London will WhatsApp verbieten
Die als Maßnahme gegen Terroristen gedachte Überlegung löst einen Aufschrei der Entrüstung aus
London. Die Briten hat die sogenannte Snooper’s Charter, zu deutsch Schnüffel-Charta, bislang eher weniger interessiert. Grundsätzliche Datenschutzfragen werden auf der Insel generell weniger gestellt. Doch seit bekannt geworden ist, dass der Gesetzesentwurf mit dem offiziellen Titel Investigatory Powers Bill auch auf beliebte soziale Netzwerke wie WhatsApp, Facebook oder Snapchat übergreifen könnte, sie sogar verboten werden könnten, tobt das Netz.
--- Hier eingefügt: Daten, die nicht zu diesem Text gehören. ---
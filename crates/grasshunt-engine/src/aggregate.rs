use grasshunt_types::{
    GrassRecord, PlayerSummary, Report, Result, SceneCatalog, SceneSummary,
};
use std::fs::File;
use std::io::{BufRead, BufReader};
use std::path::Path;
use walkdir::WalkDir;

use crate::accumulator::GrassStateAccumulator;
use crate::parser::parse_log_line;

/// Rebuild the full report from a raw log tree laid out as
/// `root/{player_name}/{log files}`.
///
/// Every call re-reads everything and recomputes from scratch; no state is
/// carried between invocations, so the run is safe to repeat on a directory
/// that grows between calls. Any I/O failure or invalid kind token aborts
/// the run; there is no partial report.
pub fn process_logs(root: &Path, catalog: &SceneCatalog) -> Result<Report> {
    // Global accumulator drives the scene and per-location rollups
    let mut global = GrassStateAccumulator::new();

    // One more accumulator per player for the per-player rollup
    let mut players: Vec<(String, GrassStateAccumulator)> = Vec::new();

    for entry in std::fs::read_dir(root)? {
        let entry = entry?;
        if !entry.file_type()?.is_dir() {
            // the storage collaborator owns the root; stray files are not players
            continue;
        }

        let player_name = entry.file_name().to_string_lossy().into_owned();
        let mut player = GrassStateAccumulator::new();
        ingest_player_logs(&entry.path(), &mut global, &mut player)?;
        players.push((player_name, player));
    }

    Ok(assemble_report(global, players, catalog))
}

/// Feed every event in every log file under one player's directory into
/// both accumulators. Files are visited in name order so the representative
/// z of a repeated location is stable across runs.
fn ingest_player_logs(
    dir: &Path,
    global: &mut GrassStateAccumulator,
    player: &mut GrassStateAccumulator,
) -> Result<()> {
    for entry in WalkDir::new(dir).sort_by_file_name() {
        let entry = entry.map_err(std::io::Error::from)?;
        if !entry.file_type().is_file() {
            continue;
        }

        let file = File::open(entry.path())?;
        for line in BufReader::new(file).lines() {
            let line = line?;
            if let Some(event) = parse_log_line(&line)? {
                global.take_event(event.clone());
                player.take_event(event);
            }
        }
    }
    Ok(())
}

fn assemble_report(
    global: GrassStateAccumulator,
    players: Vec<(String, GrassStateAccumulator)>,
    catalog: &SceneCatalog,
) -> Report {
    let mut scenes: Vec<SceneSummary> = global
        .sums_by(|address| address.scene_name.clone())
        .into_iter()
        .map(|(name, totals)| SceneSummary::new(name, totals))
        .collect();

    // Catalog scenes nobody has logged yet still get a row, so the report
    // always enumerates every known scene.
    for name in catalog.scene_names() {
        if !scenes.iter().any(|scene| scene.name == name) {
            scenes.push(SceneSummary::unobserved(name));
        }
    }

    // The user-facing "what's left to do" ordering: uncleared scenes first,
    // alphabetical within each partition.
    scenes.sort_by(|a, b| a.cleared.cmp(&b.cleared).then_with(|| a.name.cmp(&b.name)));

    let mut player_rows: Vec<PlayerSummary> = players
        .into_iter()
        .filter(|(_, accumulator)| accumulator.has_data())
        .map(|(name, accumulator)| PlayerSummary {
            totals: accumulator.totals(),
            name,
        })
        .collect();
    player_rows.sort_by(|a, b| a.name.cmp(&b.name));

    let mut grass: Vec<GrassRecord> = global
        .entries()
        .map(|entry| GrassRecord {
            address: entry.address.to_string(),
            state: entry.state,
        })
        .collect();
    grass.sort_by(|a, b| a.address.cmp(&b.address));

    Report {
        players: player_rows,
        scenes,
        grass,
    }
}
Verschlüsselung ist nicht gewünscht
Die Reaktionen reichen von Ironie bis Verbitterung. »Erst hat Thatcher uns die Milch geklaut, nun stiehlt Cameron uns WhatsApp, wahrscheinlich, weil keiner ib seinen Gruppen sein will«, schreibt ein Twitter-Nutzer. Ein anderer kommentiert: »Die Vorstellung, dass Snapchat und WhatsApp verboten werden könnten, weil die Regierung die Nachrichten der Menschen nicht lesen kann, ist lächerlich.«
Das Problem mit den Plattformen ist aus Sicht der Regierung, dass viele dieser Dienste die Nachrichten ihrer Nutzer verschlüsseln, um sie so vor Einsicht Dritter zu schützen. Die Schnüffel-Charta hingegen - sollte der Entwurf zum Gesetz werden - würde es aber erforderlich machen, dass die Kommunikation mehr als ein Jahr gespeichert werden müsste. Nicht nur die Anbieterfirmen, sondern auch Internetanbieter, Telefonnetzbetreiber und Technologiefirmen müssten sämtliche Aktivitäten ihrer Benutzer aufzeichnen – zum Beispiel für den Fall, dass die Polizei oder der britische Inlandsgeheimdienst MI5 Einsicht verlangen. Ziel ist es sicherzustellen, dass der Staat nicht an der Überwachung digitaler Kommunikation gehindert werden kann.
Regierung hat es eilig
Bereits im Januar hatte Premierminister David Cameron im Hinblick auf mögliche terroristische Anschläge im Insel-Königreich gesagt: »Müssen wir in unserem Land Kommunikationswege hinnehmen, die wir nicht mitlesen können? Nein, das müssen wir nicht.« Er werde als Premierminister sicherstellen, dass Terroristen in Großbritannien keinen sicheren Kommunikationsort haben. Innenministerin Theresa May ließ im Hinblick auf die jüngsten Terroranschläge in Frankreich und Tunesien durchblicken, dass die Regierung versuchen werde, den Gesetzesentwurf bereits im Herbst in ein Gesetz umzuwandeln. Laut der Datenschutzorganisation Big Brother Watch beantragt die britische Polizei zurzeit alle zwei Minuten Zugang zu persönlichen Metadaten wie E-Mail, SMS oder Telefonanrufen.
Ex-Vizepremier übt Kritik
Widerstand gegen die mögliche Sperre von WhatsApp und anderen regt sich allerdings nicht nur in den Reihen der Jugendlichen, die ausgiebig die sozialen Netzwerke nutzen. Auch Camerons ehemaliger politischer Partner, der Liberaldemokrat und Ex-Vizepremier Nick Clegg, der während seiner Amtszeit die Schnüffel-Charta mit seiner Partei blockiert hatte, sagte zu den Plänen der Regierung: »Wir haben jedes Recht, in die Privatsphäre von Terroristen einzudringen und von denjenigen, von denen wir vermuten, dass sie uns schaden wollen; aber das sollten wir nicht gleichsetzen mit der Invasion der Privatsphäre jedes einzelnen Menschen in Großbritannien.« Er fürchte eine dramatische Veränderung in der Beziehung zwischen Staat und Individuum.